Collected data:
════════════════════
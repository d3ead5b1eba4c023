//! Typed view of a notebook document.
//!
//! Only the parts of the format that output clearing touches are modelled:
//! the top-level `cells` list and each cell's `cell_type`. Every other field
//! is carried through untouched and in its original order.

use serde_json::{Map, Value};

use super::{NotebookError, Result};

const CELLS: &str = "cells";
const CELL_TYPE: &str = "cell_type";
const OUTPUTS: &str = "outputs";
const EXECUTION_COUNT: &str = "execution_count";

// =============================================================================
// Cells
// =============================================================================

/// A notebook cell, tagged by its `cell_type`.
#[derive(Debug, Clone, PartialEq)]
pub enum Cell {
    /// An executable cell carrying cached outputs.
    Code(CodeCell),
    /// Markdown, raw, or any other non-executable cell.
    Other(OtherCell),
}

/// A cell whose `cell_type` is `"code"`.
#[derive(Debug, Clone, PartialEq)]
pub struct CodeCell {
    fields: Map<String, Value>,
}

/// A cell of any type other than `"code"`.
#[derive(Debug, Clone, PartialEq)]
pub struct OtherCell {
    cell_type: String,
    fields: Map<String, Value>,
}

impl Cell {
    fn from_value(index: usize, value: Value) -> Result<Self> {
        let Value::Object(fields) = value else {
            return Err(NotebookError::Structure(format!(
                "cell {} is not an object",
                index
            )));
        };

        let cell_type = match fields.get(CELL_TYPE) {
            None => return Err(NotebookError::MissingCellType { index }),
            Some(Value::String(cell_type)) => cell_type.clone(),
            Some(_) => {
                return Err(NotebookError::Structure(format!(
                    "cell {} has a non-string cell_type",
                    index
                )));
            }
        };

        if cell_type == "code" {
            Ok(Cell::Code(CodeCell { fields }))
        } else {
            Ok(Cell::Other(OtherCell { cell_type, fields }))
        }
    }

    /// The cell's `cell_type` tag.
    pub fn cell_type(&self) -> &str {
        match self {
            Cell::Code(_) => "code",
            Cell::Other(cell) => &cell.cell_type,
        }
    }

    /// All fields of the cell, in document order.
    pub fn fields(&self) -> &Map<String, Value> {
        match self {
            Cell::Code(cell) => &cell.fields,
            Cell::Other(cell) => &cell.fields,
        }
    }

    fn to_value(&self) -> Value {
        Value::Object(self.fields().clone())
    }
}

impl CodeCell {
    pub fn outputs(&self) -> Option<&Value> {
        self.fields.get(OUTPUTS)
    }

    pub fn execution_count(&self) -> Option<&Value> {
        self.fields.get(EXECUTION_COUNT)
    }

    /// Reset `outputs` to an empty list and `execution_count` to null.
    ///
    /// Fields already present keep their position; missing ones are appended.
    pub fn clear_outputs(&mut self) {
        self.fields
            .insert(OUTPUTS.to_string(), Value::Array(Vec::new()));
        self.fields.insert(EXECUTION_COUNT.to_string(), Value::Null);
    }
}

// =============================================================================
// Notebook
// =============================================================================

/// A parsed notebook document.
#[derive(Debug, Clone, PartialEq)]
pub struct Notebook {
    /// Top-level fields in document order. When `cells` is present its slot
    /// here holds a placeholder that is replaced on output.
    fields: Map<String, Value>,
    cells: Option<Vec<Cell>>,
}

impl Notebook {
    /// Parse a notebook from JSON text.
    ///
    /// A document without `cells` is accepted and has nothing to clear.
    pub fn parse(json: &str) -> Result<Self> {
        let value: Value = serde_json::from_str(json)?;
        Self::from_value(value)
    }

    pub fn from_value(value: Value) -> Result<Self> {
        let Value::Object(mut fields) = value else {
            return Err(NotebookError::Structure(
                "top-level value is not an object".to_string(),
            ));
        };

        let cells = match fields.get_mut(CELLS) {
            None => None,
            Some(slot) => match slot.take() {
                Value::Array(items) => Some(
                    items
                        .into_iter()
                        .enumerate()
                        .map(|(index, item)| Cell::from_value(index, item))
                        .collect::<Result<Vec<_>>>()?,
                ),
                _ => {
                    return Err(NotebookError::Structure(
                        "cells is not an array".to_string(),
                    ));
                }
            },
        };

        Ok(Self { fields, cells })
    }

    /// The notebook's cells, if it has a `cells` list.
    pub fn cells(&self) -> Option<&[Cell]> {
        self.cells.as_deref()
    }

    /// Clear the outputs of every code cell, returning how many were cleared.
    pub fn clear_outputs(&mut self) -> usize {
        let mut cleared = 0;
        for cell in self.cells.iter_mut().flatten() {
            if let Cell::Code(code) = cell {
                code.clear_outputs();
                cleared += 1;
            }
        }
        cleared
    }

    pub fn to_value(&self) -> Value {
        let mut fields = self.fields.clone();
        if let Some(cells) = &self.cells {
            fields.insert(
                CELLS.to_string(),
                Value::Array(cells.iter().map(Cell::to_value).collect()),
            );
        }
        Value::Object(fields)
    }

    /// Render as UTF-8 JSON indented by two spaces. Non-ASCII text is
    /// written as-is rather than escaped.
    pub fn to_json_pretty(&self) -> Result<String> {
        Ok(serde_json::to_string_pretty(&self.to_value())?)
    }
}

// =============================================================================
// Tests
// =============================================================================
//! Audit records for uploaded files.

use std::fmt;
use std::path::PathBuf;

use bytes::Bytes;
use chrono::{DateTime, Local};

use crate::storage::{self, ObjectStore};

/// Rendering of [`LogEntry::timestamp`]: local time with microseconds.
pub const LOG_TIMESTAMP_FORMAT: &str = "%Y-%m-%d %H:%M:%S%.6f";

/// One uploaded file.
#[derive(Debug, Clone, PartialEq, Eq)]
pub struct LogEntry {
    pub timestamp: DateTime<Local>,
    pub username: String,
    /// Base name of the uploaded file.
    pub file_name: String,
    /// Path of the file on the uploading machine.
    pub local_path: PathBuf,
    /// Hex digest of the file contents.
    pub digest: String,
}

impl LogEntry {
    /// The entry as one line of the log object, newline included.
    pub fn to_line(&self) -> String {
        format!("{}\n", self)
    }
}

impl fmt::Display for LogEntry {
    fn fmt(&self, f: &mut fmt::Formatter<'_>) -> fmt::Result {
        write!(
            f,
            "{}, {}, {}, {}, {}",
            self.timestamp.format(LOG_TIMESTAMP_FORMAT),
            self.username,
            self.file_name,
            self.local_path.display(),
            self.digest
        )
    }
}

/// Entries collected during one upload, in the order files were sent.
#[derive(Debug, Default)]
pub struct AuditLog {
    entries: Vec<LogEntry>,
}

impl AuditLog {
    pub fn new() -> Self {
        Self::default()
    }

    pub fn push(&mut self, entry: LogEntry) {
        self.entries.push(entry);
    }

    pub fn is_empty(&self) -> bool {
        self.entries.is_empty()
    }

    pub fn len(&self) -> usize {
        self.entries.len()
    }

    /// All entries, one line each.
    pub fn render(&self) -> String {
        self.entries.iter().map(LogEntry::to_line).collect()
    }

    /// Store the rendered log at `key`, replacing any previous log.
    ///
    /// An empty log is not written and leaves the object untouched. Returns
    /// whether a put was made.
    pub async fn write(
        &self,
        store: &dyn ObjectStore,
        bucket: &str,
        key: &str,
    ) -> storage::Result<bool> {
        if self.is_empty() {
            return Ok(false);
        }

        store
            .put_bytes(bucket, key, Bytes::from(self.render()))
            .await?;
        tracing::info!("Wrote upload log {} ({} entries)", key, self.len());
        Ok(true)
    }
}
//! Configuration file reading and parsing.
//!
//! This module handles locating, reading, and parsing INI-format configuration files,
//! with support for layered overrides.

use std::env;
use std::path::{Path, PathBuf};

use configparser::ini::Ini;
use thiserror::Error;

use super::{Config, S3Settings, SyncSettings};

// =============================================================================
// Constants - Default Values
// =============================================================================

/// Object key the upload log is written to unless configured otherwise.
pub const DEFAULT_LOG_OBJECT_KEY: &str = "upload_log.txt";
/// Data-file extensions that are never uploaded unless configured otherwise.
pub const DEFAULT_EXCLUDED_EXTENSIONS: &str = ".csv,.xlsx,.xls,.parquet";
const DEFAULT_CLEAR_NOTEBOOKS: bool = true;

const ENV_CONFIG_FILE: &str = "ARTIFACT_SYNC_CONFIG_FILE";
const DEFAULT_CONFIG_FILENAME: &str = ".artifactsyncconfig";

// =============================================================================
// Error Types
// =============================================================================

/// Errors that can occur when reading configuration.
#[derive(Debug, Error)]
pub enum ConfigError {
    #[error("config file not found: {0}")]
    FileNotFound(PathBuf),

    #[error("failed to parse config file {path}: {message}")]
    ParseError { path: PathBuf, message: String },

    #[error("invalid boolean '{value}' for key '{key}'")]
    InvalidBoolean { key: String, value: String },

    #[error("invalid value for '{key}': {message}")]
    InvalidValue { key: String, message: String },

    #[error("invalid override key '{key}': {message}")]
    InvalidOverrideKey { key: String, message: String },
}

/// Result type for config operations.
pub type Result<T> = std::result::Result<T, ConfigError>;

// =============================================================================
// ConfigSource
// =============================================================================

/// Specifies how to locate and layer configuration.
#[derive(Debug, Clone, Default)]
pub struct ConfigSource {
    /// Explicit config file path from CLI. If specified and doesn't exist, error.
    /// If None, fall back to ARTIFACT_SYNC_CONFIG_FILE env var, then ~/.artifactsyncconfig.
    pub config_file: Option<PathBuf>,

    /// Additional override config file (layered on top of base config).
    pub override_file: Option<PathBuf>,

    /// Individual key=value overrides (applied last).
    /// Keys use dot-notation: "sync.log_object_key", "s3.region"
    pub overrides: Vec<(String, String)>,
}

// =============================================================================
// Value Parsing
// =============================================================================

fn parse_bool_value(key: &str, value: &str) -> Result<bool> {
    match value.trim().to_lowercase().as_str() {
        "true" | "yes" | "1" => Ok(true),
        "false" | "no" | "0" => Ok(false),
        _ => Err(ConfigError::InvalidBoolean {
            key: key.to_string(),
            value: value.to_string(),
        }),
    }
}

/// Parse a comma-separated list, dropping empty items.
fn parse_comma_separated(s: &str) -> Vec<String> {
    s.split(',')
        .map(|s| s.trim())
        .filter(|s| !s.is_empty())
        .map(|s| s.to_string())
        .collect()
}

fn parse_log_object_key(key: &str, value: &str) -> Result<String> {
    let value = value.trim();
    if value.is_empty() {
        return Err(ConfigError::InvalidValue {
            key: key.to_string(),
            message: "log object key must not be empty".to_string(),
        });
    }
    Ok(value.to_string())
}

/// Treat empty strings as unset.
fn non_empty(value: Option<String>) -> Option<String> {
    value
        .map(|v| v.trim().to_string())
        .filter(|v| !v.is_empty())
}

// =============================================================================
// Config File Resolution
// =============================================================================

/// Information about how the config file was resolved.
#[derive(Debug)]
struct ResolvedConfigFile {
    /// The path to the config file, if one was found.
    path: Option<PathBuf>,
    /// Warning message if env var pointed to nonexistent file.
    warning: Option<String>,
}

/// Resolve which config file to use based on the ConfigSource and environment.
fn resolve_config_file(source: &ConfigSource) -> Result<ResolvedConfigFile> {
    // If explicit path provided, it must exist
    if let Some(ref path) = source.config_file {
        if path.exists() {
            return Ok(ResolvedConfigFile {
                path: Some(path.clone()),
                warning: None,
            });
        }
        return Err(ConfigError::FileNotFound(path.clone()));
    }

    if let Ok(env_path) = env::var(ENV_CONFIG_FILE) {
        let path = PathBuf::from(&env_path);
        if path.exists() {
            return Ok(ResolvedConfigFile {
                path: Some(path),
                warning: None,
            });
        }
        // Warn but continue with defaults
        return Ok(ResolvedConfigFile {
            path: None,
            warning: Some(format!(
                "config file specified by {} does not exist: {}",
                ENV_CONFIG_FILE, env_path
            )),
        });
    }

    if let Some(home) = env::var_os("HOME").map(PathBuf::from) {
        let default_path = home.join(DEFAULT_CONFIG_FILENAME);
        if default_path.exists() {
            return Ok(ResolvedConfigFile {
                path: Some(default_path),
                warning: None,
            });
        }
    }

    Ok(ResolvedConfigFile {
        path: None,
        warning: None,
    })
}

// =============================================================================
// Default Config
// =============================================================================

/// Create a Config with all default values.
pub fn default_config() -> Config {
    Config {
        sync: SyncSettings {
            log_object_key: DEFAULT_LOG_OBJECT_KEY.to_string(),
            excluded_extensions: parse_comma_separated(DEFAULT_EXCLUDED_EXTENSIONS),
            clear_notebooks: DEFAULT_CLEAR_NOTEBOOKS,
        },
        s3: S3Settings::default(),
    }
}

// =============================================================================
// INI Parsing
// =============================================================================

/// Apply an INI file's contents to a Config, layering on top of existing values.
fn apply_ini_to_config(config: &mut Config, ini: &Ini) -> Result<()> {
    // [sync] section
    if let Some(key) = ini.get("sync", "log_object_key") {
        config.sync.log_object_key = parse_log_object_key("sync.log_object_key", &key)?;
    }
    if let Some(extensions) = ini.get("sync", "excluded_extensions") {
        config.sync.excluded_extensions = parse_comma_separated(&extensions);
    }
    if let Some(value) = ini.get("sync", "clear_notebooks") {
        config.sync.clear_notebooks = parse_bool_value("sync.clear_notebooks", &value)?;
    }

    // [s3] section
    if let Some(endpoint_url) = non_empty(ini.get("s3", "endpoint_url")) {
        config.s3.endpoint_url = Some(endpoint_url);
    }
    if let Some(region) = non_empty(ini.get("s3", "region")) {
        config.s3.region = Some(region);
    }

    Ok(())
}

/// Load and parse an INI file.
fn load_ini(path: &Path) -> Result<Ini> {
    let mut ini = Ini::new();
    ini.load(path).map_err(|e| ConfigError::ParseError {
        path: path.to_path_buf(),
        message: e,
    })?;
    Ok(ini)
}

// =============================================================================
// Override Application
// =============================================================================

/// Apply a single key=value override to the config.
fn apply_override(config: &mut Config, key: &str, value: &str) -> Result<()> {
    let parts: Vec<&str> = key.splitn(2, '.').collect();

    match parts.as_slice() {
        ["sync", param] => apply_sync_override(config, param, value),
        ["s3", param] => apply_s3_override(config, param, value),
        _ => Err(ConfigError::InvalidOverrideKey {
            key: key.to_string(),
            message: "unrecognized key format".to_string(),
        }),
    }
}

fn apply_sync_override(config: &mut Config, param: &str, value: &str) -> Result<()> {
    match param {
        "log_object_key" => {
            config.sync.log_object_key = parse_log_object_key("sync.log_object_key", value)?;
            Ok(())
        }
        "excluded_extensions" => {
            config.sync.excluded_extensions = parse_comma_separated(value);
            Ok(())
        }
        "clear_notebooks" => {
            config.sync.clear_notebooks = parse_bool_value("sync.clear_notebooks", value)?;
            Ok(())
        }
        _ => Err(ConfigError::InvalidOverrideKey {
            key: format!("sync.{}", param),
            message: "unknown parameter".to_string(),
        }),
    }
}

fn apply_s3_override(config: &mut Config, param: &str, value: &str) -> Result<()> {
    match param {
        "endpoint_url" => {
            config.s3.endpoint_url = non_empty(Some(value.to_string()));
            Ok(())
        }
        "region" => {
            config.s3.region = non_empty(Some(value.to_string()));
            Ok(())
        }
        _ => Err(ConfigError::InvalidOverrideKey {
            key: format!("s3.{}", param),
            message: "unknown parameter".to_string(),
        }),
    }
}

// =============================================================================
// Main Entry Point
// =============================================================================

/// Result of reading configuration, including any warnings.
#[derive(Debug)]
pub struct ConfigResult {
    /// The parsed configuration.
    pub config: Config,
    /// Any warnings generated during config loading.
    pub warnings: Vec<String>,
}

/// Read and parse configuration from the specified sources.
///
/// Configuration is layered in this order:
/// 1. Built-in defaults
/// 2. Base config file (from CLI, env var, or ~/.artifactsyncconfig)
/// 3. Override config file (if specified)
/// 4. Individual overrides (applied last)
pub fn read_config(source: &ConfigSource) -> Result<ConfigResult> {
    let mut warnings = Vec::new();
    let mut config = default_config();

    let resolved = resolve_config_file(source)?;
    if let Some(warning) = resolved.warning {
        warnings.push(warning);
    }
    if let Some(ref path) = resolved.path {
        let ini = load_ini(path)?;
        apply_ini_to_config(&mut config, &ini)?;
    }

    if let Some(ref override_path) = source.override_file {
        if !override_path.exists() {
            return Err(ConfigError::FileNotFound(override_path.clone()));
        }
        let ini = load_ini(override_path)?;
        apply_ini_to_config(&mut config, &ini)?;
    }

    for (key, value) in &source.overrides {
        apply_override(&mut config, key, value)?;
    }

    Ok(ConfigResult { config, warnings })
}

// =============================================================================
// Tests
// =============================================================================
════════════════════
Your assignment: Where a line of the entries above holds the word "storage", return that line.

Finished exercise:
use crate::storage::{self, ObjectStore};
    ) -> storage::Result<bool> {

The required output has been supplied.